En dernier lieu, elle occupait les fonctions d’ingénieur d’étude au sein du pôle agro-alimentaire et bio-industriel (dit hall agroalimentaire) du département recherche et développement et partenariats (RD partenariats), statut cadre, niveau 2.2, coefficient 130 de la convention collective applicable.
Elle a initialement travaillé dans le cadre d’un poste à temps partiel, avant de revenir sur un poste à temps complet à compter du 1er janvier 2015.
Au deuxième semestre 2018, un plan social de licenciement économique de moins de 10 salariés a été mis en place.
Mi-mai 2019, Mme Z passe à temps partiel pour motif économique.
À la suite du constat de la dégradation de la situation économique du département RD Partenariats, la société Satt Sayens a proposé à Mme Z, par lettre recommandée du 16 mai 2019, une modification de son contrat de travail pour motif économique.

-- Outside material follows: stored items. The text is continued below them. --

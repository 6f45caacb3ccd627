//! Leptos Polling Utilities
//!
//! Fixed-period polling for Leptos CSR apps. Each tick runs as its own
//! task; a tick that fires while the previous one is still in flight is
//! skipped, so at most one request per resource is ever outstanding.

use std::cell::{Cell, RefCell};
use std::future::Future;
use std::rc::Rc;

use gloo_timers::future::TimeoutFuture;
use leptos::task::spawn_local;
use wasm_bindgen::JsCast;

/// What happened to a single tick
#[derive(Clone, Copy, Debug, PartialEq, Eq)]
pub enum TickOutcome {
    /// The tick may run; the gate is now busy
    Run,
    /// The previous tick's work is still in flight
    SkippedInFlight,
    /// The poll is paused
    SkippedPaused,
}

/// In-flight and pause bookkeeping for one polled resource.
///
/// Kept as a plain state machine (no timers, no signals) so the gating
/// rules stay testable off-wasm.
#[derive(Debug, Default)]
pub struct TickGate {
    in_flight: bool,
    paused: bool,
    skipped: u32,
}

impl TickGate {
    pub fn new() -> Self {
        Self::default()
    }

    /// Decide whether the tick that just fired may run. A `Run` outcome
    /// marks the gate busy until [`TickGate::finish`] is called.
    pub fn begin(&mut self) -> TickOutcome {
        if self.paused {
            self.skipped += 1;
            return TickOutcome::SkippedPaused;
        }
        if self.in_flight {
            self.skipped += 1;
            return TickOutcome::SkippedInFlight;
        }
        self.in_flight = true;
        TickOutcome::Run
    }

    /// Mark the in-flight work done, allowing the next tick to run.
    pub fn finish(&mut self) {
        self.in_flight = false;
    }

    pub fn pause(&mut self) {
        self.paused = true;
    }

    pub fn resume(&mut self) {
        self.paused = false;
    }

    pub fn is_paused(&self) -> bool {
        self.paused
    }

    /// Ticks dropped so far (in-flight or paused)
    pub fn skipped(&self) -> u32 {
        self.skipped
    }
}

/// Control handle for a running poll. Cloneable; all clones drive the
/// same loop.
#[derive(Clone)]
pub struct PollHandle {
    gate: Rc<RefCell<TickGate>>,
    stopped: Rc<Cell<bool>>,
}

impl PollHandle {
    fn new() -> Self {
        Self {
            gate: Rc::new(RefCell::new(TickGate::new())),
            stopped: Rc::new(Cell::new(false)),
        }
    }

    /// Skip ticks until [`PollHandle::resume`]; the loop keeps running.
    pub fn pause(&self) {
        self.gate.borrow_mut().pause();
    }

    pub fn resume(&self) {
        self.gate.borrow_mut().resume();
    }

    pub fn is_paused(&self) -> bool {
        self.gate.borrow().is_paused()
    }

    /// Tear the loop down for good; the current tick (if any) finishes
    /// but no further one fires.
    pub fn stop(&self) {
        self.stopped.set(true);
    }

    pub fn is_stopped(&self) -> bool {
        self.stopped.get()
    }

    pub fn skipped_ticks(&self) -> u32 {
        self.gate.borrow().skipped()
    }
}

/// Start a repeating poll with a fixed period. The first tick fires one
/// full period after the call, like `setInterval`.
pub fn start_polling<F, Fut>(period_ms: u32, tick: F) -> PollHandle
where
    F: Fn() -> Fut + 'static,
    Fut: Future<Output = ()> + 'static,
{
    let handle = PollHandle::new();
    let loop_handle = handle.clone();

    spawn_local(async move {
        loop {
            TimeoutFuture::new(period_ms).await;
            if loop_handle.stopped.get() {
                break;
            }
            if loop_handle.gate.borrow_mut().begin() != TickOutcome::Run {
                continue;
            }
            // Run the tick as its own task so the timer cadence stays
            // fixed; the gate stays busy until the task completes.
            let gate = loop_handle.gate.clone();
            let fut = tick();
            spawn_local(async move {
                fut.await;
                gate.borrow_mut().finish();
            });
        }
    });

    handle
}

/// Pause a poll while the page is hidden and resume it when the page
/// becomes visible again.
pub fn bind_visibility_pause(handle: PollHandle) {
    use wasm_bindgen::closure::Closure;

    let on_visibility = Closure::<dyn FnMut(web_sys::Event)>::new(move |_ev: web_sys::Event| {
        let hidden = web_sys::window()
            .and_then(|win| win.document())
            .map(|doc| doc.hidden())
            .unwrap_or(false);
        if hidden {
            handle.pause();
        } else {
            handle.resume();
        }
    });

    if let Some(win) = web_sys::window() {
        if let Some(doc) = win.document() {
            let _ = doc.add_event_listener_with_callback(
                "visibilitychange",
                on_visibility.as_ref().unchecked_ref(),
            );
        }
    }
    on_visibility.forget();
}

#[cfg(test)]
mod tests {
    use super::*;

    #[test]
    fn test_overlapping_tick_is_skipped() {
        let mut gate = TickGate::new();

        assert_eq!(gate.begin(), TickOutcome::Run);
        // Next tick fires while the first is still in flight
        assert_eq!(gate.begin(), TickOutcome::SkippedInFlight);
        assert_eq!(gate.skipped(), 1);

        gate.finish();
        assert_eq!(gate.begin(), TickOutcome::Run);
        assert_eq!(gate.skipped(), 1);
    }

    #[test]
    fn test_paused_gate_skips_without_running() {
        let mut gate = TickGate::new();

        gate.pause();
        assert_eq!(gate.begin(), TickOutcome::SkippedPaused);
        assert_eq!(gate.begin(), TickOutcome::SkippedPaused);
        assert_eq!(gate.skipped(), 2);

        gate.resume();
        assert_eq!(gate.begin(), TickOutcome::Run);
    }

    #[test]
    fn test_pause_does_not_clear_in_flight() {
        let mut gate = TickGate::new();

        assert_eq!(gate.begin(), TickOutcome::Run);
        gate.pause();
        gate.resume();
        // The first tick never finished, so the gate is still busy
        assert_eq!(gate.begin(), TickOutcome::SkippedInFlight);

        gate.finish();
        assert_eq!(gate.begin(), TickOutcome::Run);
    }

    #[test]
    fn test_handle_pause_resume_stop() {
        let handle = PollHandle::new();

        assert!(!handle.is_paused());
        assert!(!handle.is_stopped());

        handle.pause();
        assert!(handle.is_paused());
        handle.resume();
        assert!(!handle.is_paused());

        // Clones drive the same loop state
        let clone = handle.clone();
        clone.stop();
        assert!(handle.is_stopped());
    }
}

Par courrier du 14 juin 2019, Mme Z a refusé d’accepter cette proposition de modification de son contrat de travail.
Le 09 juillet 2019, la documentation relative au contrat de sécurisation professionnelle a été remise par la société Satt Sayens à Mme Z.
Le 15 juillet 2019, la Société Satt Sayens intérogeait ses actionnaires et partenaires pour connaître d’éventuelles solutions de reclassement au sein de leur entités, sans réponses favorables.
Le 22 juillet 2019, Mme Z accepte le contrat de sécurisation professionnelle.
Le 29 juilet 2019, la société Satt Sayens a engagé une procédure de licenciement économique, et a licencié Mme Z.
Le 30 juillet 2019 la rupture du contrat de travail pour motifs économiques arrive au terme du délai de 21 jours de réflexion pour adhérer à la CSP.
A l’issue un technicien a été embauché et une salariée possédant les mêmes diplomes queMme Z seront réembauchés début 2020.
Le 13 juillet 2020,Mme Z surprise par cette articulation saisie le conseil des prud’hommes, contestant le motif économique, les critères d’ordres ainsi que la recherche de reclassement.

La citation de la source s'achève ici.